SF homicide victim identified through John Wayne Gacy cold case investigation

On a June afternoon in 1979, two 11-year-old boys were with a dog at Ocean Beach.

Whatever the tone of that Tuesday at the shore had been, it changed when the dog started digging in the sand and uncovered the nearly nude corpse of a young man.

He had been shot three times in the chest the police discovered, but efforts to solve the crime soon languished and the case went unsolved.

Thirty six years later the body has been identified because of an ongoing attempt by Chicago’s sheriff to identify the victims of a serial killer.

The unknown victim of that 1979 homicide has been identified as a 16-year-old runaway, according to the Cook County Sheriff’s Office, who said the discovery came from their efforts to solve a handful of murders by executed serial killer John Wayne Gacy.

Andre Drath was a 16-year-old ward of the state of Illinois in late 1978 or early 1979 when he was last seen by his sister before leaving for San Francisco.

In June of 1979 San Francisco police found the body of a then-unidentified 16-year-old male with multiple gunshot wounds.
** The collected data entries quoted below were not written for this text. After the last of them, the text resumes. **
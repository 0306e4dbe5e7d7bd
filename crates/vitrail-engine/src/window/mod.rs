//! Window lifecycle machine and the winit-hosted frame loop.

mod lifecycle;
mod runtime;

pub use lifecycle::{DrawCtx, RenderHost, RenderRequest, WindowTiers};
pub use runtime::{EngineConfig, Runtime, RuntimeCtx, WindowConfig};
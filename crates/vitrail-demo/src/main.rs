//! Demo: a window whose clear color cycles through a palette on a timer.
//!
//! Exercises the engine surface end to end: an application-tier
//! repopulating descriptor driven by a staleness signal, a scheduled action
//! that raises the signal and re-arms itself, a device-tier buffer built
//! from the GPU context, and a root content that renders and reacts to keys.

use std::rc::Rc;
use std::sync::LazyLock;
use std::time::Duration;

use anyhow::Result;

use vitrail_engine::core::{DeviceInitInfo, RenderInfo, WindowRootContent};
use vitrail_engine::input::{Key, KeyEvent};
use vitrail_engine::logging::{LoggingConfig, init_logging};
use vitrail_engine::resources::{
    ApplicationResource, DeviceResource, Resource, ResourceDescriptor, ResourceKey,
    StalenessSignal,
};
use vitrail_engine::time::GameLoopScheduler;
use vitrail_engine::window::{EngineConfig, Runtime, WindowConfig};

/// Current backdrop color, application tier.
struct Backdrop {
    r: f64,
    g: f64,
    b: f64,
}

impl Resource for Backdrop {}
impl ApplicationResource for Backdrop {}

/// Scratch uniform buffer, device tier. Exists to show a resource whose
/// lifetime is pinned to the GPU device.
struct ScratchUniform {
    #[allow(dead_code)]
    buffer: wgpu::Buffer,
}

impl Resource for ScratchUniform {}
impl DeviceResource for ScratchUniform {}

static BACKDROP: LazyLock<ResourceKey<Backdrop>> =
    LazyLock::new(|| ResourceKey::new("demo.backdrop"));
static SCRATCH: LazyLock<ResourceKey<ScratchUniform>> =
    LazyLock::new(|| ResourceKey::new("demo.scratch-uniform"));

const PALETTE: [(f64, f64, f64); 4] = [
    (0.06, 0.08, 0.12),
    (0.12, 0.05, 0.10),
    (0.04, 0.11, 0.09),
    (0.10, 0.09, 0.03),
];

/// Re-arming palette step: raises the staleness signal, then schedules the
/// next step.
fn schedule_palette_step(
    scheduler: &Rc<GameLoopScheduler>,
    signal: StalenessSignal<usize>,
    step: usize,
) {
    let rearm = scheduler.clone();
    scheduler.schedule(Duration::from_secs(2), move || {
        signal.raise(step);
        schedule_palette_step(&rearm, signal.clone(), step + 1);
    });
}

struct DemoContent {
    exit_requested: bool,
}

impl WindowRootContent for DemoContent {
    fn on_key_down(&mut self, event: &mut KeyEvent) {
        if event.hardware_key == Key::Escape {
            self.exit_requested = true;
            event.stop_processing();
        }
    }

    fn on_device_init(&mut self, info: DeviceInitInfo<'_>) {
        let scratch = info.device_resources.get(*SCRATCH);
        log::info!(
            "device ready, scratch uniform present: {}",
            scratch.is_ok()
        );
    }

    fn on_render(&mut self, info: &mut RenderInfo<'_>) {
        if self.exit_requested {
            info.runtime.exit();
            return;
        }

        let (r, g, b) = match info.application_resources.get(*BACKDROP) {
            Ok(backdrop) => (backdrop.r, backdrop.g, backdrop.b),
            Err(err) => {
                log::warn!("backdrop missing, clearing to black: {err}");
                (0.0, 0.0, 0.0)
            }
        };

        {
            let frame = &mut *info.frame;
            let _pass = frame.encoder.begin_render_pass(&wgpu::RenderPassDescriptor {
                label: Some("demo clear pass"),
                color_attachments: &[Some(wgpu::RenderPassColorAttachment {
                    view: &frame.view,
                    resolve_target: None,
                    ops: wgpu::Operations {
                        load: wgpu::LoadOp::Clear(wgpu::Color { r, g, b, a: 1.0 }),
                        store: wgpu::StoreOp::Store,
                    },
                    depth_slice: None,
                })],
                depth_stencil_attachment: None,
                timestamp_writes: None,
                occlusion_query_set: None,
                multiview_mask: None,
            });
        }

        // keep animating
        info.request_render();
    }
}

fn main() -> Result<()> {
    init_logging(LoggingConfig::default());

    let scheduler = Rc::new(GameLoopScheduler::new());
    let palette_signal = StalenessSignal::<usize>::new();
    schedule_palette_step(&scheduler, palette_signal.clone(), 1);

    let backdrop_descriptor = ResourceDescriptor::repopulating_application(
        *BACKDROP,
        palette_signal,
        |_provider: &vitrail_engine::resources::ApplicationProvider<'_>,
         step: Option<usize>,
         _previous: Option<&Backdrop>| {
            let (r, g, b) = PALETTE[step.unwrap_or(0) % PALETTE.len()];
            Ok(Some(Backdrop { r, g, b }))
        },
    );

    let scratch_descriptor = ResourceDescriptor::device_once(*SCRATCH, |provider| {
        let context = provider
            .context()
            .ok_or_else(|| anyhow::anyhow!("device context not published"))?;
        let buffer = context.device.create_buffer(&wgpu::BufferDescriptor {
            label: Some("demo scratch uniform"),
            size: 256,
            usage: wgpu::BufferUsages::UNIFORM | wgpu::BufferUsages::COPY_DST,
            mapped_at_creation: false,
        });
        Ok(ScratchUniform { buffer })
    });

    let mut window = WindowConfig::new(
        "vitrail demo",
        Box::new(DemoContent {
            exit_requested: false,
        }),
    );
    window.initial_size = winit::dpi::LogicalSize::new(960.0, 600.0);
    window.device_descriptors.push(scratch_descriptor);

    let mut config = EngineConfig::new(window);
    config.scheduler = scheduler;
    config.application_descriptors.push(backdrop_descriptor);

    Runtime::run(config)
}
The case went unsolved — and the killer has yet to be caught — but The City’s Medical Examiner’s Office preserved the victim’s tissue.

The Cook County Sheriff’s Office in 2011 reopened the closed cases of eight Gacy victims and made a national request for DNA and information from people whose family members had gone missing in the 1970s in hope of identifying unknown victims.

“As a young white male from the North Side of Chicago who went missing during that time period, Andy Drath fit a profile similar to many of Gacy’s known victims,” noted the Cook County Sheriff’s Office statement on the case. “Recognizing this, Dr. Willa Wertheimer – Andy Drath’s maternal half-sister – reached out to Sheriff [Thomas] Dart’s investigators and submitted her DNA.”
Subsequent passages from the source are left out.